*** Record excerpts

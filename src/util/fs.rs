//! Filesystem utilities.

use std::fs;
use std::path::{Component, Path, PathBuf};

use anyhow::{Context, Result};
use glob::glob;
use walkdir::WalkDir;

/// Directory extensions Xcode treats as a single opaque file.
pub const FILE_PACKAGE_EXTENSIONS: &[&str] = &[
    "xcassets",
    "scnassets",
    "bundle",
    "framework",
    "xcframework",
    "playground",
    "xcodeproj",
    "xcworkspace",
    "xcmappingmodel",
    "rcproject",
    "mlmodelc",
];

/// Read-only view of the filesystem used while loading and generating.
///
/// Generation code only ever asks questions through this trait so tests can
/// run against an in-memory tree.
pub trait FileSystem: Send + Sync {
    /// Whether anything exists at `path`.
    fn exists(&self, path: &Path) -> bool;

    /// Whether `path` is a directory.
    fn is_dir(&self, path: &Path) -> bool;

    /// Whether `path` is a regular file.
    fn is_file(&self, path: &Path) -> bool {
        self.exists(path) && !self.is_dir(path)
    }

    /// Immediate children of a directory, sorted.
    fn read_dir(&self, path: &Path) -> Result<Vec<PathBuf>>;

    /// Expand an absolute glob pattern. Results are sorted.
    fn glob(&self, pattern: &str) -> Result<Vec<PathBuf>>;

    /// Read a whole file as UTF-8.
    fn read_to_string(&self, path: &Path) -> Result<String>;
}

/// The real filesystem.
#[derive(Debug, Clone, Copy, Default)]
pub struct DiskFileSystem;

impl FileSystem for DiskFileSystem {
    fn exists(&self, path: &Path) -> bool {
        path.exists()
    }

    fn is_dir(&self, path: &Path) -> bool {
        path.is_dir()
    }

    fn is_file(&self, path: &Path) -> bool {
        path.is_file()
    }

    fn read_dir(&self, path: &Path) -> Result<Vec<PathBuf>> {
        let mut children = Vec::new();
        for entry in fs::read_dir(path)
            .with_context(|| format!("failed to read directory: {}", path.display()))?
        {
            children.push(entry?.path());
        }
        children.sort();
        Ok(children)
    }

    fn glob(&self, pattern: &str) -> Result<Vec<PathBuf>> {
        let mut results = Vec::new();
        for entry in glob(pattern).with_context(|| format!("invalid glob pattern: {}", pattern))? {
            match entry {
                Ok(path) => results.push(path),
                Err(e) => {
                    tracing::warn!("glob error: {}", e);
                }
            }
        }
        results.sort();
        results.dedup();
        Ok(results)
    }

    fn read_to_string(&self, path: &Path) -> Result<String> {
        fs::read_to_string(path).with_context(|| format!("failed to read {}", path.display()))
    }
}

/// Recursively copy a directory.
pub fn copy_dir_all(src: &Path, dst: &Path) -> Result<()> {
    fs::create_dir_all(dst)
        .with_context(|| format!("failed to create directory: {}", dst.display()))?;

    for entry in WalkDir::new(src).min_depth(1) {
        let entry = entry.with_context(|| format!("failed to walk {}", src.display()))?;
        let relative = entry.path().strip_prefix(src)?;
        let target = dst.join(relative);

        if entry.file_type().is_dir() {
            ensure_dir(&target)?;
        } else {
            fs::copy(entry.path(), &target).with_context(|| {
                format!(
                    "failed to copy {} to {}",
                    entry.path().display(),
                    target.display()
                )
            })?;
        }
    }
    Ok(())
}

/// Remove a directory and all its contents, if it exists.
pub fn remove_dir_all_if_exists(path: &Path) -> Result<()> {
    if path.exists() {
        fs::remove_dir_all(path)
            .with_context(|| format!("failed to remove directory: {}", path.display()))?;
    }
    Ok(())
}

/// Ensure a directory exists, creating it if necessary.
pub fn ensure_dir(path: &Path) -> Result<()> {
    if !path.exists() {
        fs::create_dir_all(path)
            .with_context(|| format!("failed to create directory: {}", path.display()))?;
    }
    Ok(())
}

/// Write a string to a file, creating parent directories if needed.
pub fn write_string(path: &Path, contents: &str) -> Result<()> {
    if let Some(parent) = path.parent() {
        ensure_dir(parent)?;
    }
    fs::write(path, contents)
        .with_context(|| format!("failed to write file: {}", path.display()))
}

/// Whether a manifest entry is a glob pattern rather than a literal path.
pub fn is_glob_pattern(pattern: &str) -> bool {
    pattern.contains(['*', '?', '['])
}

/// Find files matching a glob pattern relative to a base directory.
pub fn glob_files(fs: &dyn FileSystem, base: &Path, pattern: &str) -> Result<Vec<PathBuf>> {
    let full_pattern = base.join(pattern);
    let mut results: Vec<PathBuf> = fs
        .glob(&full_pattern.to_string_lossy())?
        .into_iter()
        .filter(|path| !fs.is_dir(path))
        .collect();

    results.sort();
    results.dedup();
    Ok(results)
}

/// Like [`glob_files`], but file packages (asset catalogs, bundles, ...) are
/// returned as one entry instead of their contents.
pub fn glob_resources(fs: &dyn FileSystem, base: &Path, pattern: &str) -> Result<Vec<PathBuf>> {
    let full_pattern = base.join(pattern);

    let mut results = Vec::new();
    for path in fs.glob(&full_pattern.to_string_lossy())? {
        if let Some(package) = enclosing_file_package(base, &path) {
            results.push(package);
        } else if !fs.is_dir(&path) {
            results.push(path);
        }
    }

    results.sort();
    results.dedup();
    Ok(results)
}

/// Returns the outermost file package containing `path` (or `path` itself),
/// looking only at components below `base`.
fn enclosing_file_package(base: &Path, path: &Path) -> Option<PathBuf> {
    let relative = path.strip_prefix(base).ok()?;
    let mut current = base.to_path_buf();
    for component in relative.components() {
        current.push(component);
        if is_file_package(&current) {
            return Some(current);
        }
    }
    None
}

/// Whether a directory path is treated as a single file by Xcode.
pub fn is_file_package(path: &Path) -> bool {
    extension(path).is_some_and(|ext| FILE_PACKAGE_EXTENSIONS.contains(&ext))
}

/// The extension of a path as a `&str`, if any.
pub fn extension(path: &Path) -> Option<&str> {
    path.extension().and_then(|e| e.to_str())
}

/// The last component of a path as a `String`.
pub fn file_name(path: &Path) -> String {
    path.file_name()
        .map(|n| n.to_string_lossy().into_owned())
        .unwrap_or_default()
}

/// Lexically normalize a path, resolving `.` and `..` without touching disk.
pub fn normalize_path(path: &Path) -> PathBuf {
    let mut normalized = PathBuf::new();
    for component in path.components() {
        match component {
            Component::CurDir => {}
            Component::ParentDir => match normalized.components().next_back() {
                Some(Component::Normal(_)) => {
                    normalized.pop();
                }
                Some(Component::RootDir) | Some(Component::Prefix(_)) => {}
                _ => normalized.push(".."),
            },
            other => normalized.push(other.as_os_str()),
        }
    }
    normalized
}

/// Get the relative path from `base` to `path`.
pub fn relative_path(base: &Path, path: &Path) -> PathBuf {
    pathdiff::diff_paths(path, base).unwrap_or_else(|| path.to_path_buf())
}

/// Relative path rendered with `/` separators, as Xcode stores it.
pub fn relative_string(base: &Path, path: &Path) -> String {
    path_string(&relative_path(base, path))
}

/// Render a path with `/` separators.
pub fn path_string(path: &Path) -> String {
    let mut out = String::new();
    for component in path.components() {
        match component {
            Component::RootDir => out.push('/'),
            other => {
                if !out.is_empty() && !out.ends_with('/') {
                    out.push('/');
                }
                out.push_str(&other.as_os_str().to_string_lossy());
            }
        }
    }
    out
}

/// The deepest directory that contains every given path.
pub fn common_ancestor<'a>(paths: impl IntoIterator<Item = &'a Path>) -> Option<PathBuf> {
    let mut iter = paths.into_iter();
    let mut ancestor = iter.next()?.to_path_buf();
    for path in iter {
        while !path.starts_with(&ancestor) {
            if !ancestor.pop() {
                return None;
            }
        }
    }
    Some(ancestor)
}

/// The relative path of the first tree element below `source_root` on the way
/// to `path`.
///
/// Leading `.` and `..` components are folded together with the first real
/// component, so `../../d/file.swift` yields `../../d`.
pub fn closest_relative_element_path(path: &Path, source_root: &Path) -> PathBuf {
    let components: Vec<String> = relative_path(source_root, path)
        .components()
        .map(|c| c.as_os_str().to_string_lossy().into_owned())
        .collect();

    let mut first = Vec::new();
    for component in &components {
        let last_is_marker = first
            .last()
            .is_some_and(|last: &&String| last.as_str() == ".." || last.as_str() == ".");
        if !first.is_empty() && !last_is_marker {
            break;
        }
        first.push(component);
    }

    if first.is_empty() {
        return components.first().map(PathBuf::from).unwrap_or_default();
    }
    PathBuf::from(
        first
            .iter()
            .map(|c| c.as_str())
            .collect::<Vec<_>>()
            .join("/"),
    )
}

******

_To do_
Which lines of the entries above contain the word "real"? Copy each of them.

_Solved problem_
/// The real filesystem.
/// Leading `.` and `..` components are folded together with the first real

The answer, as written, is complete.